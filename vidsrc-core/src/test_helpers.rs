//! Test fakes shared by unit tests
//!
//! Network-free stand-ins for the fetch collaborator and for extractor
//! backends.

use std::collections::HashMap;
use std::sync::atomic::{AtomicUsize, Ordering};
use std::sync::{Arc, Mutex};
use std::time::Duration;

use async_trait::async_trait;
use vidsrc_providers::fetch::{FetchResponse, Headers, HttpFetcher};
use vidsrc_providers::ProviderClientError;

use crate::models::{EpisodeRef, ExtractionResult, VideoSource};
use crate::provider::{ExtractError, ExtractorBackend};

/// In-memory fetcher: URL -> canned response. Unknown URLs fail as network
/// errors.
#[derive(Default)]
pub struct StaticFetcher {
    routes: HashMap<String, Result<FetchResponse, ProviderClientError>>,
    requests: Mutex<Vec<(String, Headers)>>,
}

impl StaticFetcher {
    pub fn new() -> Self {
        Self::default()
    }

    pub fn page(mut self, url: &str, body: &str) -> Self {
        self.routes
            .insert(url.to_string(), Ok(FetchResponse::new(url, 200, body)));
        self
    }

    /// `url` answers with `body` after redirecting to `final_url`.
    pub fn redirect(mut self, url: &str, final_url: &str, body: &str) -> Self {
        self.routes
            .insert(url.to_string(), Ok(FetchResponse::new(final_url, 200, body)));
        self
    }

    pub fn status(mut self, url: &str, status: u16) -> Self {
        self.routes
            .insert(url.to_string(), Ok(FetchResponse::new(url, status, "")));
        self
    }

    pub fn timeout(mut self, url: &str) -> Self {
        self.routes.insert(
            url.to_string(),
            Err(ProviderClientError::Timeout(format!("{url} timed out"))),
        );
        self
    }

    /// Every request seen so far, in order.
    pub fn requests(&self) -> Vec<(String, Headers)> {
        self.requests.lock().unwrap().clone()
    }
}

#[async_trait]
impl HttpFetcher for StaticFetcher {
    async fn fetch(&self, url: &str, headers: &Headers) -> Result<FetchResponse, ProviderClientError> {
        self.requests
            .lock()
            .unwrap()
            .push((url.to_string(), headers.clone()));
        self.routes
            .get(url)
            .cloned()
            .unwrap_or_else(|| Err(ProviderClientError::Network(format!("no route to {url}"))))
    }
}

/// Backend returning a fixed outcome and counting invocations.
pub struct ScriptedBackend {
    name: String,
    outcome: Result<ExtractionResult, ExtractError>,
    delay: Duration,
    calls: AtomicUsize,
}

impl ScriptedBackend {
    pub fn ok(name: &str, sources: Vec<VideoSource>) -> Arc<Self> {
        Arc::new(Self::new(name, Ok(sources)))
    }

    pub fn failing(name: &str, err: ExtractError) -> Arc<Self> {
        Arc::new(Self::new(name, Err(err)))
    }

    pub fn slow(name: &str, sources: Vec<VideoSource>, delay: Duration) -> Arc<Self> {
        let mut backend = Self::new(name, Ok(sources));
        backend.delay = delay;
        Arc::new(backend)
    }

    fn new(name: &str, outcome: Result<ExtractionResult, ExtractError>) -> Self {
        Self {
            name: name.to_string(),
            outcome,
            delay: Duration::ZERO,
            calls: AtomicUsize::new(0),
        }
    }

    pub fn calls(&self) -> usize {
        self.calls.load(Ordering::SeqCst)
    }
}

#[async_trait]
impl ExtractorBackend for ScriptedBackend {
    fn name(&self) -> &str {
        &self.name
    }

    async fn resolve(&self, _episode: &EpisodeRef) -> Result<ExtractionResult, ExtractError> {
        self.calls.fetch_add(1, Ordering::SeqCst);
        if !self.delay.is_zero() {
            tokio::time::sleep(self.delay).await;
        }
        self.outcome.clone()
    }
}

pub fn src(url: &str, quality: &str) -> VideoSource {
    VideoSource::new(url, quality, vidsrc_providers::scrape::is_manifest_url(url))
}
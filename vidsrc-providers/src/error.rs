//! Shared provider client error types
//!
//! Common error enum used by the fetch collaborator, the scraping helpers
//! and the fallback API client.

use thiserror::Error;

/// Default maximum response body size for upstream fetches (16 MB).
pub const MAX_RESPONSE_SIZE: usize = 16 * 1024 * 1024;

/// Common error type for all upstream HTTP calls.
#[derive(Debug, Clone, Error)]
pub enum ProviderClientError {
    #[error("Network error: {0}")]
    Network(String),

    #[error("Request timed out: {0}")]
    Timeout(String),

    #[error("HTTP error {status} for {url}")]
    Http { status: u16, url: String },

    #[error("Parse error: {0}")]
    Parse(String),

    #[error("Invalid configuration: {0}")]
    InvalidConfig(String),

    #[error("Response too large ({size} bytes, max {limit})")]
    ResponseTooLarge { size: u64, limit: usize },
}

impl ProviderClientError {
    /// Whether the error came from the transport or the upstream status
    /// rather than from interpreting a body we did receive.
    #[must_use]
    pub const fn is_transport(&self) -> bool {
        matches!(
            self,
            Self::Network(_) | Self::Timeout(_) | Self::Http { .. } | Self::ResponseTooLarge { .. }
        )
    }
}

impl From<reqwest::Error> for ProviderClientError {
    fn from(err: reqwest::Error) -> Self {
        if err.is_timeout() {
            Self::Timeout(err.to_string())
        } else {
            Self::Network(err.to_string())
        }
    }
}

impl From<serde_json::Error> for ProviderClientError {
    fn from(err: serde_json::Error) -> Self {
        Self::Parse(err.to_string())
    }
}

Exercise aim. Show, from the material above, each line that includes the string "requests".

Solution to this problem.
    requests: Mutex<Vec<(String, Headers)>>,
    pub fn requests(&self) -> Vec<(String, Headers)> {
        self.requests.lock().unwrap().clone()
        self.requests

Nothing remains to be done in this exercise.